Neil was a vocal and enthusiastic proponent of British military involvement in Afghanistan, deriding those who opposed the war as "wimps with no will to fight", while labelling The Guardian as The Daily Terrorist and the New Statesman as the New Taliban for publishing dissenting opinions about the wisdom of British military involvement. For questioning whether "Bush and Blair are leading us deeper and deeper into a quagmire", Neil ridiculed Daily Mail columnist Stephen Glover, calling him "woolly, wimpy" and "juvenile". He compared Tony Blair to Winston Churchill and Osama bin Laden to Adolf Hitler, while describing the United States invasion of Afghanistan as a "calibrated response" and a "patient, precise and successful deployment of US military power".

War in Iraq

Neil was an early advocate of the 2003 invasion of Iraq, describing the case for war and regime change advanced by Tony Blair and George W. Bush as "convincing" and "masterful". Neil claimed, in 2002, that Iraq had "embarked on a worldwide shopping spree to buy the technology and material needed to construct weapons of mass destruction - and the missile systems needed to deliver them across great distances", and that "the suburbs of Baghdad are now dotted with secret installations, often posing as hospitals or schools, developing missile fuel, bodies and guidance systems, chemical and biological warheads and, most sinister of all, a renewed attempt to develop nuclear weapons." He also claimed that Saddam Hussein would provide Al-Qaeda with weapons of mass destruction and had links to the September 11 attacks.

Private Eye

The British satirical and investigative journalism magazine Private Eye has referred to Neil by the nickname "Brillo" after his wiry hair which is seen as bearing a resemblance to a Brillo Pad, a brand of scouring pad.
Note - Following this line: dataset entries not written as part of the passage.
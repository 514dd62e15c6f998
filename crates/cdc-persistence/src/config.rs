//! Carga de configuración desde variables de entorno.
//!
//! Conexión: `DATABASE_URL` (obligatoria), `DATABASE_MIN_CONNECTIONS` (2),
//! `DATABASE_MAX_CONNECTIONS` (16).
//!
//! Operación CDC: `CDC_CHANNEL` (`cdc_events`), `CDC_CLAIM_LIMIT` (100),
//! `CDC_STALE_AFTER_SECS` (300), `CDC_TRACKING_FILE` (registro JSON opcional).

use std::env;
use std::path::PathBuf;

use cdc_core::constants::{DEFAULT_CHANNEL, DEFAULT_CLAIM_LIMIT, DEFAULT_STALE_AFTER_SECS};
use cdc_core::TrackingRegistry;
use dotenvy::dotenv;
use once_cell::sync::Lazy;

use crate::error::PersistenceError;

// Carga perezosa del archivo .env una sola vez.
static DOTENV_LOADED: Lazy<()> = Lazy::new(|| {
    let _ = dotenv(); // ignora error si no existe .env
});

/// Forzar carga temprana de .env desde aplicaciones externas si se desea.
pub fn init_dotenv() { Lazy::force(&DOTENV_LOADED); }

fn parsed_or<T: std::str::FromStr>(key: &str, default: T) -> Result<T, PersistenceError> {
    match env::var(key) {
        Ok(v) => v.trim().parse().map_err(|_| PersistenceError::Config(format!("{key} inválido: {v}"))),
        Err(_) => Ok(default),
    }
}

#[derive(Debug, Clone)]
pub struct DbConfig {
    pub url: String,
    pub min_connections: u32,
    pub max_connections: u32,
}

impl DbConfig {
    pub fn from_env() -> Result<Self, PersistenceError> {
        init_dotenv();
        let url = env::var("DATABASE_URL").map_err(|_| PersistenceError::Config("DATABASE_URL no definido".into()))?;
        Ok(Self { url,
                  min_connections: parsed_or("DATABASE_MIN_CONNECTIONS", 2)?,
                  max_connections: parsed_or("DATABASE_MAX_CONNECTIONS", 16)? })
    }
}

#[derive(Debug, Clone)]
pub struct CdcConfig {
    pub channel: String,
    pub claim_limit: usize,
    pub stale_after_secs: i64,
    pub tracking_file: Option<PathBuf>,
}

impl Default for CdcConfig {
    fn default() -> Self {
        Self { channel: DEFAULT_CHANNEL.to_string(),
               claim_limit: DEFAULT_CLAIM_LIMIT,
               stale_after_secs: DEFAULT_STALE_AFTER_SECS,
               tracking_file: None }
    }
}

impl CdcConfig {
    pub fn from_env() -> Result<Self, PersistenceError> {
        init_dotenv();
        let defaults = Self::default();
        let channel = env::var("CDC_CHANNEL").unwrap_or(defaults.channel);
        if !is_valid_channel(&channel) {
            return Err(PersistenceError::Config(format!("CDC_CHANNEL inválido: {channel}")));
        }
        Ok(Self { channel,
                  claim_limit: parsed_or("CDC_CLAIM_LIMIT", defaults.claim_limit)?,
                  stale_after_secs: parsed_or("CDC_STALE_AFTER_SECS", defaults.stale_after_secs)?,
                  tracking_file: env::var("CDC_TRACKING_FILE").ok().map(PathBuf::from) })
    }

    /// Lee el registro de tracking de `tracking_file`; sin archivo devuelve
    /// un registro vacío.
    pub fn load_registry(&self) -> Result<TrackingRegistry, PersistenceError> {
        let Some(path) = &self.tracking_file else {
            return Ok(TrackingRegistry::new());
        };
        let text = std::fs::read_to_string(path).map_err(|e| PersistenceError::Config(format!("{}: {e}", path.display())))?;
        TrackingRegistry::from_json_str(&text).map_err(|e| PersistenceError::Config(format!("{}: {e}", path.display())))
    }
}

/// Nombres de canal aceptados por `pg_notify`: identificador simple, hasta 63
/// bytes.
pub fn is_valid_channel(channel: &str) -> bool {
    !channel.is_empty()
    && channel.len() <= 63
    && channel.chars().all(|c| c.is_ascii_alphanumeric() || c == '_')
}
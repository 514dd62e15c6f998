//! Detección de cambios: tipos de mutación, normalización y diff.

mod diff;
mod normalizer;
pub mod text;
mod types;

pub use diff::{diff, Diff};
pub use normalizer::{normalize, normalize_change, NormalizedChange};
pub use types::{Operation, RawRecord, Record, TrackedEntityChange};
//! Propiedades del pipeline de captura (proptest).
//!
//! - Si todos los campos trackeados conservan su texto, no hay evento.
//! - El payload, serializado y releído, reconstruye los mismos mapas.

use cdc_core::{change_payload, ChangePayload, RawRecord, TrackedEntityChange};
use proptest::prelude::*;
use serde_json::Value;

const FIELDS: [&str; 4] = ["deptno", "dname", "loc", "mgr"];

fn tracked() -> Vec<String> { FIELDS.iter().map(|s| s.to_string()).collect() }

fn record_strategy() -> impl Strategy<Value = RawRecord> {
    prop::collection::vec(prop::option::of("[a-zA-Z0-9 \"\\\\]{0,8}"), FIELDS.len()).prop_map(|values| {
        FIELDS.iter()
              .zip(values)
              .filter_map(|(f, v)| v.map(|v| (f.to_string(), Value::String(v))))
              .collect()
    })
}

proptest! {
    #[test]
    fn identical_tracked_values_never_produce_a_payload(before in record_strategy(), noise in "[a-z]{0,6}") {
        let mut after = before.clone();
        after.insert("untracked".into(), Value::String(noise));
        let change = TrackedEntityChange::update("r1", before, after);
        prop_assert_eq!(change_payload(&tracked(), &change).unwrap(), None);
    }

    #[test]
    fn payload_round_trips(before in record_strategy(), after in record_strategy()) {
        let change = TrackedEntityChange::update("r1", before.clone(), after.clone());
        if let Some(p) = change_payload(&tracked(), &change).unwrap() {
            let text = p.to_json_string().unwrap();
            let parsed = ChangePayload::from_json_str(&text).unwrap();
            prop_assert_eq!(&parsed, &p);
            for (field, value) in &parsed.new_values {
                prop_assert_eq!(after.get(field).and_then(Value::as_str), value.as_deref());
            }
            if let Some(old) = &parsed.old_values {
                for (field, value) in old {
                    prop_assert_eq!(before.get(field).and_then(Value::as_str), value.as_deref());
                }
            }
        } else {
            for f in FIELDS {
                prop_assert!(after.get(f).is_none() || after.get(f) == before.get(f));
            }
        }
    }
}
A photograph of Neil in a vest and baseball cap, embracing a woman (often mistaken for Pamella Bordes, a former Miss India, but really an African-American make-up artist with whom Neil was once involved) appeared frequently for many years in the magazine. A longrunning joke within the letters page is that a reader will ask the editor if he has any photographs related to some topic in the news, frequently accompanied by a reference to the woman's ethnicity. By double entendre, it can be construed as a request for this photo, which was duly published alongside the letter. Neil has found "fascinating" what he sees as an example of "public school racism" on the part of the magazine's editorial staff.

Personal life

Neil married Susan Nilsson on 8 August 2015. He had dated the Swedish civil and structural engineer for several years. Nilsson is currently Director of Communications of engineering and environmental consultancy Waterman Group Plc. By 2006 he had 14 godchildren but he has no children of his own.